The trade body has today warned that the £40m pot announced will not be enough and has called on the Scottish Government to outline how it will provide further financial support as soon as possible.
UKHospitality Executive Director for Scotland, Willie Macleod (pictured) said, “Financial support for hospitality businesses, which are either closed or operating under severe restrictions, and supply chain businesses is welcome.
“The reality is, however, that the £40 million pot made available by the Scottish Government is not going to be nearly enough. It will be nowhere near enough to offset the massive hit businesses have taken. It will not keep businesses afloat and it will not keep enough jobs safe.
“Compulsory closures in the central belt and the trading restrictions elsewhere are biting hard. Consumer confidence is also low which means revenue is down and cash flow reduced. Businesses need cash in order to survive and keep as many of their employees as possible in jobs.'
Macleod continued, “The Scottish Government must go further. It needs to announce as soon as possible how it will use its share, understood to be £700m, of the £1.3bn allocated last Friday by the Chancellor to the devolved governments.
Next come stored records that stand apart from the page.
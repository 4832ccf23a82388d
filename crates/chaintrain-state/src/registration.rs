//! # Registration Run
//!
//! [`RegistrationState`] is the runtime state enum; [`RegistrationRun`] holds
//! one upload's current state together with its transition log and progress
//! events, which the API exposes for polling.

use std::collections::VecDeque;

use chaintrain_core::{Timestamp, UploadId};
use serde::{Deserialize, Serialize};
use thiserror::Error;

/// Pipeline stage.
#[derive(Debug, Clone, Copy, PartialEq, Eq, Hash, Serialize, Deserialize)]
#[serde(rename_all = "snake_case")]
pub enum RegistrationState {
    /// Nothing started yet.
    Idle,
    /// Splitting the file into chunks.
    Chunking,
    /// Storing chunks and the manifest in the blob store.
    Uploading,
    /// Computing the Merkle root.
    Merkle,
    /// Generating the dataset proof.
    Proof,
    /// Submitting to the ledger and awaiting finality.
    Registering,
    /// Registered and catalogued.
    Complete,
    /// Aborted; nothing was persisted.
    Failed,
}

impl RegistrationState {
    /// Every state, in pipeline order.
    pub const ALL: [RegistrationState; 8] = [
        Self::Idle,
        Self::Chunking,
        Self::Uploading,
        Self::Merkle,
        Self::Proof,
        Self::Registering,
        Self::Complete,
        Self::Failed,
    ];

    /// Canonical lowercase name.
    pub fn as_str(&self) -> &'static str {
        match self {
            Self::Idle => "idle",
            Self::Chunking => "chunking",
            Self::Uploading => "uploading",
            Self::Merkle => "merkle",
            Self::Proof => "proof",
            Self::Registering => "registering",
            Self::Complete => "complete",
            Self::Failed => "failed",
        }
    }

    /// Parse a canonical name.
    pub fn from_name(name: &str) -> Option<Self> {
        Self::ALL.into_iter().find(|s| s.as_str() == name)
    }

    /// Whether the run is over.
    pub fn is_terminal(&self) -> bool {
        matches!(self, Self::Complete | Self::Failed)
    }

    /// States reachable in one step.
    pub fn valid_transitions(&self) -> &'static [RegistrationState] {
        match self {
            Self::Idle => &[Self::Chunking],
            Self::Chunking => &[Self::Uploading, Self::Failed],
            Self::Uploading => &[Self::Merkle, Self::Failed],
            Self::Merkle => &[Self::Proof, Self::Failed],
            Self::Proof => &[Self::Registering, Self::Failed],
            Self::Registering => &[Self::Complete, Self::Failed],
            Self::Complete | Self::Failed => &[],
        }
    }

    /// Whether `self → to` is allowed.
    pub fn can_transition_to(&self, to: RegistrationState) -> bool {
        self.valid_transitions().contains(&to)
    }
}

impl std::fmt::Display for RegistrationState {
    fn fmt(&self, f: &mut std::fmt::Formatter<'_>) -> std::fmt::Result {
        f.write_str(self.as_str())
    }
}

/// Errors from the state machine.
#[derive(Error, Debug, Clone, PartialEq, Eq)]
pub enum StateError {
    /// Attempted transition is not allowed.
    #[error("invalid registration transition: {from} -> {to}")]
    InvalidTransition {
        /// Current state.
        from: RegistrationState,
        /// Attempted target state.
        to: RegistrationState,
    },
}

/// One accepted transition.
#[derive(Debug, Clone, PartialEq, Eq, Serialize, Deserialize)]
pub struct TransitionRecord {
    /// State before.
    pub from_state: RegistrationState,
    /// State after.
    pub to_state: RegistrationState,
    /// When it happened.
    pub timestamp: Timestamp,
    /// Failure reason, for transitions into `failed`.
    #[serde(default, skip_serializing_if = "Option::is_none")]
    pub reason: Option<String>,
}

/// A progress message emitted while a stage runs.
#[derive(Debug, Clone, PartialEq, Eq, Serialize, Deserialize)]
pub struct ProgressEvent {
    /// Stage that emitted the event.
    pub state: RegistrationState,
    /// Human-readable message, e.g. `chunk 3/10 stored`.
    pub message: String,
    /// Stage-local completion percentage, when known.
    #[serde(default, skip_serializing_if = "Option::is_none")]
    pub percent: Option<u8>,
    /// When it was emitted.
    pub timestamp: Timestamp,
}

/// Progress events kept per run; older ones are dropped first.
pub const MAX_PROGRESS_EVENTS: usize = 512;

/// One upload's pipeline run.
#[derive(Debug, Clone, Serialize, Deserialize)]
pub struct RegistrationRun {
    /// Upload identifier.
    pub upload_id: UploadId,
    /// Current stage.
    pub state: RegistrationState,
    /// Accepted transitions, oldest first.
    pub transition_log: Vec<TransitionRecord>,
    /// Most recent progress events, oldest first, at most
    /// [`MAX_PROGRESS_EVENTS`].
    pub events: VecDeque<ProgressEvent>,
    /// Events evicted from the front of `events`.
    #[serde(default, skip_serializing_if = "is_zero")]
    pub events_dropped: u64,
    /// Failure reason once `failed`.
    #[serde(default, skip_serializing_if = "Option::is_none")]
    pub error: Option<String>,
    /// When the run was created.
    pub started_at: Timestamp,
}

impl RegistrationRun {
    /// A fresh run at `idle`.
    pub fn new(upload_id: UploadId) -> Self {
        Self {
            upload_id,
            state: RegistrationState::Idle,
            transition_log: Vec::new(),
            events: VecDeque::new(),
            events_dropped: 0,
            error: None,
            started_at: Timestamp::now(),
        }
    }

    /// Move to `to`, or reject the transition without changing anything.
    pub fn try_transition(&mut self, to: RegistrationState) -> Result<(), StateError> {
        self.transition(to, None)
    }

    /// Move to `failed` with a reason. Rejected from `idle` and terminal
    /// states.
    pub fn fail(&mut self, reason: impl Into<String>) -> Result<(), StateError> {
        let reason = reason.into();
        self.transition(RegistrationState::Failed, Some(reason.clone()))?;
        self.error = Some(reason);
        Ok(())
    }

    fn transition(
        &mut self,
        to: RegistrationState,
        reason: Option<String>,
    ) -> Result<(), StateError> {
        if !self.state.can_transition_to(to) {
            return Err(StateError::InvalidTransition {
                from: self.state,
                to,
            });
        }
        self.transition_log.push(TransitionRecord {
            from_state: self.state,
            to_state: to,
            timestamp: Timestamp::now(),
            reason,
        });
        self.state = to;
        Ok(())
    }

    /// Append a progress event for the current stage.
    pub fn record_progress(&mut self, message: impl Into<String>, percent: Option<u8>) {
        if self.events.len() == MAX_PROGRESS_EVENTS {
            self.events.pop_front();
            self.events_dropped += 1;
        }
        self.events.push_back(ProgressEvent {
            state: self.state,
            message: message.into(),
            percent: percent.map(|p| p.min(100)),
            timestamp: Timestamp::now(),
        });
    }

    /// Whether the run is over.
    pub fn is_terminal(&self) -> bool {
        self.state.is_terminal()
    }
}

fn is_zero(n: &u64) -> bool {
    *n == 0
}

#[cfg(test)]
mod tests {
    use super::*;
    use RegistrationState::*;

    fn run() -> RegistrationRun {
        RegistrationRun::new(UploadId::new("u1").unwrap())
    }

    #[test]
    fn happy_path() {
        let mut r = run();
        for s in [Chunking, Uploading, Merkle, Proof, Registering, Complete] {
            r.try_transition(s).unwrap();
        }
        assert!(r.is_terminal());
        assert_eq!(r.transition_log.len(), 6);
        assert_eq!(r.transition_log[0].from_state, Idle);
    }

    #[test]
    fn skipping_a_stage_is_rejected() {
        let mut r = run();
        r.try_transition(Chunking).unwrap();
        let err = r.try_transition(Merkle).unwrap_err();
        assert_eq!(
            err,
            StateError::InvalidTransition {
                from: Chunking,
                to: Merkle
            }
        );
        assert_eq!(r.state, Chunking);
        assert_eq!(err.to_string(), "invalid registration transition: chunking -> merkle");
    }

    #[test]
    fn failure_from_every_running_state() {
        for stop in [Chunking, Uploading, Merkle, Proof, Registering] {
            let mut r = run();
            for s in [Chunking, Uploading, Merkle, Proof, Registering] {
                r.try_transition(s).unwrap();
                if s == stop {
                    break;
                }
            }
            r.fail("blob store unavailable").unwrap();
            assert_eq!(r.state, Failed);
            assert_eq!(r.error.as_deref(), Some("blob store unavailable"));
        }
    }

    #[test]
    fn idle_and_terminal_cannot_fail() {
        let mut r = run();
        assert!(r.fail("x").is_err());
        r.try_transition(Chunking).unwrap();
        r.fail("x").unwrap();
        assert!(r.fail("again").is_err());
        assert!(r.try_transition(Chunking).is_err());
    }

    #[test]
    fn names_roundtrip() {
        for s in RegistrationState::ALL {
            assert_eq!(RegistrationState::from_name(s.as_str()), Some(s));
            assert_eq!(serde_json::to_value(s).unwrap(), s.as_str());
        }
        assert_eq!(RegistrationState::from_name("bogus"), None);
    }

    #[test]
    fn progress_events_are_tagged_with_stage() {
        let mut r = run();
        r.try_transition(Chunking).unwrap();
        r.try_transition(Uploading).unwrap();
        r.record_progress("chunk 1/2 stored", Some(50));
        r.record_progress("chunk 2/2 stored", Some(150));
        assert_eq!(r.events.len(), 2);
        assert_eq!(r.events[0].state, Uploading);
        assert_eq!(r.events[1].percent, Some(100));
    }

    #[test]
    fn progress_log_is_bounded() {
        let mut r = run();
        r.try_transition(Chunking).unwrap();
        let total = MAX_PROGRESS_EVENTS + 10;
        for i in 0..total {
            r.record_progress(format!("chunk {}/{total} stored", i + 1), None);
        }
        assert_eq!(r.events.len(), MAX_PROGRESS_EVENTS);
        assert_eq!(r.events_dropped, 10);
        assert_eq!(r.events[0].message, format!("chunk 11/{total} stored"));
        assert_eq!(
            r.events.back().unwrap().message,
            format!("chunk {total}/{total} stored")
        );
    }
}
'It must use a significant chunk of this to help the beleaguered hospitality sector and its employees. Many hospitality businesses including nightclubs, meeting spaces and conference venues are, as yet, unable to re-open and they need the support that has hitherto been denied them.'
Macleod concluded, “There must also be a change in the way these restrictions are being rolled-out. It is increasingly incumbent on government to provide adequate notice of restrictions being placed on businesses and, at the same time, provide full details of how these businesses will be supported.”